Unit 3: Language as a fingerprint

Learning outcomes

By the end of this unit you should:

understand how ngrams and parts-of-speech are used to investigate authorship
know the difference between tokens and types
know the difference between combinations and permutations
have practised analyzing short extracts using various markers
be familiar with the basics of machine learning

Activity 1: Terminology review

Work in pairs. Discuss the differences between the following pairs of terms

authorship attribution vs. authorship profiling
similarity detection vs. authorship attribution
authorship profiling vs. authorship analysis
authorship attribution vs. authorship verification
text categorization vs. text classification

Activity 2: Deep learning

Work in pairs or threes. Discuss the following concepts in Japanese.

Neural network
What is between the input and output layers
Recursive neural network
How input vector is transformed into output
weights and bias
activation function

Now, discuss the same concepts in English.

Activity 3: Access points

Read.

To investigate authorship, there are a number of possible access points. An access point is the starting point for the investigation. Common access points can be explained in lay terms as words and grammar. However, when operationalized, mroe precise terminology is necessary. To understand the different access points, let's consider the following sentence:

Questioned sentence

I want you to know what you did wrong. And to understand that you caused the problem.

Five different access points for analysis are given below.

Token - Tokens may be words or non-words, e.g. punctuation marks and numbers
Type - Type is the number of different tokens
Part of speech - Part of speech (POS) describes the main eight grammatical categories, e.g. verb, noun, adjective, adverb, etc.
POS tags - POS tags are more finely grained. The most popular tagset (Penn Treebank) comprises 36 tags
POS tags and token - POS tags and tokens can be used together to identify particular grammatical units, e.g. It is + ADJECTIVE

Work with a partner to analyze the sentence above by answering these questions

How many word tokens are there?
How many non-word tokens are there?
How many word types are there?
How many verbs are there?
Which Penn-Treebank POS tags will be used for the verbs?

Compare your answers with another group.

Activity 4: Idiosyncratic language

Work alone. Identify the idiosyncratic language in each of the following cases.

For each of the pairs of expressions, one version is more natural (i.e. frequently used by many people), and one version is less natural (i.e. less frequently used). The less frequently used forms are idiosyncratic as they show creative or mistaken use of language.

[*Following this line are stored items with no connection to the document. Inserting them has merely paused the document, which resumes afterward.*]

// Property-based tests for the comparison laws.
// CI: 256 cases (default). Soak: PROPTEST_CASES=10000 cargo test --release

use std::collections::{BTreeMap, HashMap};

use fuzzy_eq_core::{fuzzy_eq, fuzzy_eq_within, Comparator, RecordingObserver};
use proptest::prelude::*;

// ---------------------------------------------------------------------------
// Config
// ---------------------------------------------------------------------------

fn config() -> ProptestConfig {
    ProptestConfig {
        cases: std::env::var("PROPTEST_CASES")
            .ok()
            .and_then(|s| s.parse().ok())
            .unwrap_or(256),
        failure_persistence: None,
        ..ProptestConfig::default()
    }
}

// ---------------------------------------------------------------------------
// Generators
// ---------------------------------------------------------------------------

fn arb_float() -> impl Strategy<Value = f64> {
    -1.0e6..1.0e6_f64
}

fn arb_tolerance() -> impl Strategy<Value = f64> {
    prop_oneof![
        1 => Just(0.0),
        3 => 0.0..10.0_f64,
    ]
}

fn arb_doubles() -> impl Strategy<Value = Vec<f64>> {
    prop::collection::vec(arb_float(), 0..16)
}

fn arb_ints() -> impl Strategy<Value = Vec<i32>> {
    prop::collection::vec(-1000..1000_i32, 0..16)
}

fn arb_map() -> impl Strategy<Value = BTreeMap<i16, f64>> {
    prop::collection::btree_map(any::<i16>(), arb_float(), 0..8)
}

/// Few, closely spaced keys so that a wide tolerance makes them collide.
fn arb_crowded_entries() -> impl Strategy<Value = BTreeMap<i16, f64>> {
    prop::collection::btree_map(-6..6_i16, (-2..2_i8).prop_map(f64::from), 0..6)
}

fn arb_wide_tolerance() -> impl Strategy<Value = f64> {
    prop_oneof![
        1 => Just(0.0),
        1 => Just(1.0),
        2 => 0.0..3.0_f64,
    ]
}

fn hashed(entries: &BTreeMap<i16, f64>) -> HashMap<i16, f64> {
    entries.iter().map(|(key, value)| (*key, *value)).collect()
}

fn arb_triple() -> impl Strategy<Value = (i32, f64, Vec<f32>)> {
    (
        -1000..1000_i32,
        arb_float(),
        prop::collection::vec(-100.0..100.0_f32, 0..4),
    )
}

// ---------------------------------------------------------------------------
// Reflexivity
// ---------------------------------------------------------------------------

proptest! {
    #![proptest_config(config())]

    #[test]
    fn sequences_equal_themselves(values in arb_doubles(), tolerance in arb_tolerance()) {
        prop_assert!(fuzzy_eq_within(&values, &values, tolerance));
    }

    #[test]
    fn maps_equal_themselves(map in arb_map(), tolerance in arb_tolerance()) {
        prop_assert!(fuzzy_eq_within(&map, &map, tolerance));
    }

    #[test]
    fn tuples_equal_themselves(triple in arb_triple(), tolerance in arb_tolerance()) {
        prop_assert!(fuzzy_eq_within(&triple, &triple, tolerance));
    }
}

// ---------------------------------------------------------------------------
// Symmetry
// ---------------------------------------------------------------------------

proptest! {
    #![proptest_config(config())]

    #[test]
    fn scalars_are_symmetric(a in arb_float(), b in -1000..1000_i32, tolerance in arb_tolerance()) {
        prop_assert_eq!(fuzzy_eq_within(&a, &b, tolerance), fuzzy_eq_within(&b, &a, tolerance));
    }

    #[test]
    fn mixed_sequences_are_symmetric(
        left in arb_doubles(),
        right in arb_ints(),
        tolerance in arb_tolerance(),
    ) {
        prop_assert_eq!(
            fuzzy_eq_within(&left, &right, tolerance),
            fuzzy_eq_within(&right, &left, tolerance)
        );
    }

    #[test]
    fn maps_are_symmetric(left in arb_map(), right in arb_map(), tolerance in arb_tolerance()) {
        prop_assert_eq!(
            fuzzy_eq_within(&left, &right, tolerance),
            fuzzy_eq_within(&right, &left, tolerance)
        );
    }
}

// ---------------------------------------------------------------------------
// Tolerance monotonicity
// ---------------------------------------------------------------------------

proptest! {
    #![proptest_config(config())]

    #[test]
    fn widening_tolerance_keeps_matches(
        left in arb_doubles(),
        shift in -1.0..1.0_f64,
        tolerance in arb_tolerance(),
        extra in 0.0..5.0_f64,
    ) {
        let right: Vec<f64> = left.iter().map(|v| v + shift).collect();
        if fuzzy_eq_within(&left, &right, tolerance) {
            prop_assert!(fuzzy_eq_within(&left, &right, tolerance + extra));
        }
    }

    #[test]
    fn scalar_matches_iff_within_tolerance(
        a in arb_float(),
        b in arb_float(),
        tolerance in arb_tolerance(),
    ) {
        prop_assert_eq!(fuzzy_eq_within(&a, &b, tolerance), (a - b).abs() <= tolerance);
    }
}

// ---------------------------------------------------------------------------
// Structural short-circuits and fallbacks
// ---------------------------------------------------------------------------

proptest! {
    #![proptest_config(config())]

    #[test]
    fn size_mismatch_never_matches(
        left in arb_doubles(),
        extra in arb_float(),
    ) {
        let mut right = left.clone();
        right.push(extra);
        let engine = Comparator::default().with_observer(RecordingObserver::default());
        prop_assert!(!engine.compare(&left, &right));
        // Only the sequence itself is reported; no element was compared.
        prop_assert_eq!(engine.observer().events().len(), 1);
        prop_assert!(!fuzzy_eq_within(&left, &right, f64::MAX));
    }

    #[test]
    fn sequence_never_matches_scalar(values in arb_doubles(), scalar in arb_float()) {
        prop_assert!(!fuzzy_eq_within(&values, &scalar, f64::MAX));
        prop_assert!(!fuzzy_eq_within(&scalar, &values, f64::MAX));
    }

    #[test]
    fn tuple_positions_are_all_evaluated(a in -10..10_i32, b in -10..10_i32, c in -10..10_i32) {
        let engine = Comparator::default().with_observer(RecordingObserver::default());
        let expected = a == 0 && b == 0 && c == 0;
        prop_assert_eq!(engine.compare(&(a, b, c), &(0, 0, 0)), expected);
        let positions = engine
            .observer()
            .events()
            .iter()
            .filter(|event| event.depth == 1)
            .count();
        prop_assert_eq!(positions, 3);
    }
}

// ---------------------------------------------------------------------------
// Unordered maps
// ---------------------------------------------------------------------------

proptest! {
    #![proptest_config(config())]

    #[test]
    fn hash_maps_equal_themselves(
        entries in arb_crowded_entries(),
        tolerance in arb_wide_tolerance(),
    ) {
        prop_assert!(fuzzy_eq_within(&hashed(&entries), &hashed(&entries), tolerance));
    }

    #[test]
    fn hash_maps_are_symmetric(
        left in arb_crowded_entries(),
        right in arb_crowded_entries(),
        tolerance in arb_wide_tolerance(),
    ) {
        let (left, right) = (hashed(&left), hashed(&right));
        prop_assert_eq!(
            fuzzy_eq_within(&left, &right, tolerance),
            fuzzy_eq_within(&right, &left, tolerance)
        );
    }

    #[test]
    fn hash_map_verdict_survives_rebuilding(
        left in arb_crowded_entries(),
        right in arb_crowded_entries(),
        tolerance in arb_wide_tolerance(),
    ) {
        // Every HashMap gets its own hasher seed, so each rebuild iterates in a
        // fresh order.
        let expected = fuzzy_eq_within(&hashed(&left), &hashed(&right), tolerance);
        for _ in 0..8 {
            let verdict = fuzzy_eq_within(&hashed(&left), &hashed(&right), tolerance);
            prop_assert_eq!(verdict, expected);
        }
    }

    #[test]
    fn hash_maps_agree_with_sorted_maps_at_zero_tolerance(
        left in arb_crowded_entries(),
        right in arb_crowded_entries(),
    ) {
        prop_assert_eq!(
            fuzzy_eq_within(&hashed(&left), &hashed(&right), 0.0),
            fuzzy_eq_within(&left, &right, 0.0)
        );
    }
}

#[test]
fn hash_maps_with_overlapping_keys_match_regardless_of_order() {
    for _ in 0..200 {
        let left: HashMap<i32, i32> = HashMap::from([(1, 0), (2, 0)]);
        let right: HashMap<i32, i32> = HashMap::from([(2, 0), (3, 0)]);
        assert!(fuzzy_eq_within(&left, &right, 1.0));
        assert!(fuzzy_eq_within(&right, &left, 1.0));
    }
}

#[test]
fn default_tolerance_matches_single_precision_noise() {
    let noisy: Vec<f32> = (0..100).map(|i| i as f32 * 0.1).collect();
    let exact: Vec<f64> = (0..100).map(|i| i as f64 * 0.1).collect();
    assert!(fuzzy_eq(&noisy, &exact));
}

Case 1: Authorship attribution - Unabomber

you can't eat your cake and have it too
You can't have your cake and eat it

Case 2: Authorship verification - UoA assignment

The e-mail was writen by student X.
The email was written by student X.

Case 3: Authorship profiling - chat forum

it was very fun :)
it was a lot of fun :)

Discuss your answers with a partner. What evidence do you have to support your decisions?

Source: Wikipedia

Knowledge and application

Activity 5: Teach-to-learn challenge

Work with your team mates to produce content for your assigned task. You shoud produce (1) a written textual explanation in English, (2) an audio explanation in Japanese and (2) a practice actvity, e.g. questions with answers. Submit your work via ELMS.

Detailed instructions

One submission per group.
State the group name.
Submit the explantion in HTML with hyperlinks if necessary
Submit an audio file (length = betwen 1 and 2 minutes) in mp3 format.
Submit the practice activity in HTML or HTML/JS
All materials may be placed on the course website, so do not include any personal information.

Review

Make sure you can explain the following in simple English:

token
non-word token
word token
type
part of speech
POS tag
combination
permutation

Running count: 45 of 60 concepts covered so far.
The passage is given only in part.